Bitcoin’s price jumped to around $94,000 recently, boosted by positive corporate earnings and signals from the Trump administration. However, bearish indicators in derivatives markets and evolving correlations with the S&P 500 raise questions about sustaining this momentum. Institutional investment suggests potential for Bitcoin prices to rise above $100,000, despite retail trader caution.
Bitcoin has experienced a notable surge, recently hitting around $94,000, marking a resilient 11% rise from April 20 to April 26. This followed a wave of investor optimism spurred by a mix of improved corporate earnings and hints from the Trump administration about potential easing of import tariffs. That said, there are some concerns lurking beneath the surface that could impact the cryptocurrency’s trajectory towards the $100,000 mark.
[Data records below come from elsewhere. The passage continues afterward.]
// SPDX-License-Identifier: GPL-3.0-only

//! Still-photo fusion
//!
//! Stills run through the same depth converter + mixer chain as the
//! preview, but on separate instances: a still arrives out of band with no
//! frame-rate pressure, and must not contend with the preview's pools.

use tracing::debug;

use crate::config::PipelineConfig;
use crate::errors::PipelineResult;
use crate::frame::{DepthFrame, Frame};
use crate::pipeline::depth::DepthToGrayscaleConverter;
use crate::pipeline::mixer::VideoMixer;

/// Composites one captured photo with its optional depth map
#[derive(Debug)]
pub struct StillCapturePipeline {
    converter: DepthToGrayscaleConverter,
    mixer: VideoMixer,
    converter_hint: usize,
    mixer_hint: usize,
}

impl StillCapturePipeline {
    pub fn new(config: &PipelineConfig) -> Self {
        Self {
            converter: DepthToGrayscaleConverter::new(),
            mixer: VideoMixer::new(),
            converter_hint: config.photo_converter_retained_hint,
            mixer_hint: config.photo_mixer_retained_hint,
        }
    }

    /// Fuse a captured color frame with its depth map, if one was delivered
    ///
    /// Stages prepare lazily on first use and re-prepare when the capture
    /// format changes. Without depth the photo passes through untouched,
    /// whatever the mix factor.
    pub fn process(
        &mut self,
        color: Frame,
        depth: Option<DepthFrame>,
        mix_factor: f32,
    ) -> PipelineResult<Frame> {
        let Some(depth) = depth else {
            debug!("Still captured without depth, passing color through");
            return Ok(color);
        };

        if self.converter.prepared_descriptor() != Some(depth.descriptor()) {
            self.converter.prepare(depth.descriptor(), self.converter_hint)?;
        }
        let vis = self.converter.render(&depth)?;

        if self.mixer.prepared_descriptor() != Some(color.descriptor()) {
            self.mixer.prepare(color.descriptor(), self.mixer_hint)?;
        }
        let mixed = self.mixer.mix(color, &vis, mix_factor)?;
        self.converter.recycle(vis);
        Ok(mixed)
    }

    /// Release pool state; stages re-prepare on the next still
    pub fn reset(&mut self) {
        self.converter.reset();
        self.mixer.reset();
    }
}
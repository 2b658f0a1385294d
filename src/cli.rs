// SPDX-License-Identifier: GPL-3.0-only

//! CLI commands
//!
//! - `run`: drive the preview pipeline from the synthetic source
//! - `photo`: capture and fuse a single still, saved as PNG

use std::path::PathBuf;
use std::sync::atomic::{AtomicBool, Ordering};
use std::sync::{Arc, Mutex, PoisonError};
use std::time::{Duration, Instant};

use chrono::Local;
use tracing::{info, warn};

use depthcam::config::PipelineConfig;
use depthcam::frame::{Frame, PixelFormat};
use depthcam::pipeline::photo::StillCapturePipeline;
use depthcam::pipeline::FusionPipeline;
use depthcam::source::CaptureEvent;
use depthcam::source::capture_loop::{CaptureLoopController, LoopAction};
use depthcam::source::synthetic::SyntheticDepthCamera;

/// Run the preview loop for `duration` seconds
///
/// A capture thread paces synthetic events against the wall clock and
/// feeds the pipeline; the main thread plays the control context, flipping
/// the mix factor every `toggle_secs` the way a tap on the preview would.
pub fn run_preview(
    config: PipelineConfig,
    duration: u64,
    toggle_secs: u64,
) -> Result<(), Box<dyn std::error::Error>> {
    let pipeline = Arc::new(Mutex::new(FusionPipeline::new(&config)));
    let controls = pipeline
        .lock()
        .unwrap_or_else(PoisonError::into_inner)
        .controls();

    let stop_flag = Arc::new(AtomicBool::new(false));
    let stop_flag_clone = Arc::clone(&stop_flag);
    ctrlc::set_handler(move || {
        stop_flag_clone.store(true, Ordering::SeqCst);
    })?;

    println!("Previewing for {} seconds (press Ctrl+C to stop early)", duration);

    let capture = spawn_capture(Arc::clone(&pipeline), duration);

    // Control context: periodic mix toggles until the run ends.
    let start = Instant::now();
    let target = Duration::from_secs(duration);
    let toggle_interval = Duration::from_secs(toggle_secs.max(1));
    let mut next_toggle = toggle_interval;
    while start.elapsed() < target && capture.is_running() {
        if stop_flag.load(Ordering::SeqCst) {
            println!();
            println!("Stopping early...");
            break;
        }
        if start.elapsed() >= next_toggle {
            controls.toggle_mix_factor();
            info!(mix_factor = controls.mix_factor(), "Mix factor toggled");
            next_toggle += toggle_interval;
        }
        std::thread::sleep(Duration::from_millis(50));
    }

    drop(capture);

    let mut pipeline = pipeline.lock().unwrap_or_else(PoisonError::into_inner);
    pipeline.tear_down();
    println!("Dropped frames: {}", pipeline.dropped_frames());
    Ok(())
}

/// Spawn the capture thread: synthetic events paced against the wall
/// clock, dispatched to the pipeline, outputs recycled back to the pool.
fn spawn_capture(
    pipeline: Arc<Mutex<FusionPipeline>>,
    duration: u64,
) -> CaptureLoopController {
    let mut camera = SyntheticDepthCamera::new();
    let stream_start = Instant::now();
    let deadline = Duration::from_secs(duration);
    let mut composited = 0u64;

    CaptureLoopController::start("synthetic-preview", move || {
        let event = camera.next_event();
        let at = event.timestamp();
        if at >= deadline {
            info!(composited, "Preview stream finished");
            return LoopAction::Stop;
        }
        if let Some(wait) = at.checked_sub(stream_start.elapsed()) {
            std::thread::sleep(wait);
        }

        let mut pipeline = pipeline.lock().unwrap_or_else(PoisonError::into_inner);
        match event {
            CaptureEvent::Color(frame) => {
                if let Some(out) = pipeline.handle_color_frame(frame) {
                    composited += 1;
                    pipeline.recycle_output(out.frame);
                }
            }
            CaptureEvent::Depth { frame, was_dropped } => {
                pipeline.handle_depth_frame(frame, was_dropped);
            }
        }
        LoopAction::Continue
    })
}

/// Capture one still, fuse it with its depth map and save it as PNG
pub fn take_photo(
    config: PipelineConfig,
    output: Option<PathBuf>,
    mix_factor: f32,
    skip_depth: bool,
) -> Result<(), Box<dyn std::error::Error>> {
    let camera = SyntheticDepthCamera::new();
    let (color, depth) = camera.snapshot();
    println!("Capture format: {}x{}", color.width(), color.height());

    let mut still = StillCapturePipeline::new(&config);
    let depth = (!skip_depth).then_some(depth);
    if depth.is_none() {
        warn!("Depth disabled, saving color frame as-is");
    }
    let fused = still.process(color, depth, mix_factor.clamp(0.0, 1.0))?;

    let output_path = match output {
        Some(path) => {
            if let Some(parent) = path.parent() {
                std::fs::create_dir_all(parent)?;
            }
            path
        }
        None => {
            let timestamp = Local::now().format("%Y%m%d_%H%M%S");
            PathBuf::from(format!("photo_{}.png", timestamp))
        }
    };

    save_png(&fused, &output_path)?;
    println!("Photo saved: {}", output_path.display());
    Ok(())
}

/// Encode a BGRA frame as PNG
fn save_png(frame: &Frame, path: &std::path::Path) -> Result<(), Box<dyn std::error::Error>> {
    if frame.format() != PixelFormat::Bgra8 {
        return Err(format!("cannot encode {:?} as PNG", frame.format()).into());
    }
    let mut rgba = frame.data().to_vec();
    for px in rgba.chunks_exact_mut(4) {
        px.swap(0, 2);
    }
    let image = image::RgbaImage::from_raw(frame.width(), frame.height(), rgba)
        .ok_or("frame buffer does not match its dimensions")?;
    image.save(path)?;
    Ok(())
}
A significant factor in this recent rally was a record $3.1 billion influx into spot Bitcoin exchange-traded funds (ETFs), welcoming a wave of investment into the asset. Yet, an essential metric in the BTC derivatives market indicated a drifting towards bearish sentiment. Retail traders typically gravitate toward perpetual Bitcoin futures due to their alignment with the spot market. Unfortunately, a dip in positive funding rates often signals a reversal in outlook, hinting at potential challenges ahead.
On April 26, an unusual spike in negative funding rates caught many off guard. Such indicators typically suggest that sellers are out in force, a rarity during bullish market phases. Despite the volatility since mid-April, over $450 million worth of BTC short positions faced liquidation as prices climbed. The surprising resilience of Bitcoin amid shifting market conditions raises questions about the sustainability of this momentum.
In the backdrop, the S&P 500’s impressive 7.1% weekly gain also buoyed Bitcoin’s confidence. However, Trump’s remarks on April 25 concerning negotiations with China have induced some scepticism regarding the endurance of Bitcoin’s recent gains. Worth noting, earnings reports from companies reflect conditions prior to the intensification of the trade dispute, suggesting diverging factors affecting both the stock market and Bitcoin.
Looking at correlations, Bitcoin’s relationship with the S&P 500 has weakened considerably. The 30-day correlation now sits at just 29%, significantly lower than the 60% observed from March through mid-April. Though not signalling complete detachment, it does imply Bitcoin is moving away from being viewed as a mere proxy for tech stock performance—a shift that could affirm its status as an independent asset.
Compounding the narrative around Bitcoin is gold’s failure to sustain its bullish run after peaking at $3,500 on April 22. Skepticism around the “digital gold” analogy has emerged; however, Bitcoin staying above $90,000 could bolster faith in its long-term potential and lead to further appreciation.
Meanwhile, the rising demand for bullish positions reflected by Bitcoin futures indicates cautious optimism. The two-month Bitcoin futures premium jumped to a seven-week high, pushing towards the neutral range of 5% to 10%, while still indicating growing interest in bullish strategies.
Despite hesitancy among retail traders, substantial accumulation from institutional investors could still spark a push past the $100,000 threshold for Bitcoin in the upcoming future. It’s a delicate balance at play here amidst the market’s ongoing fluctuations.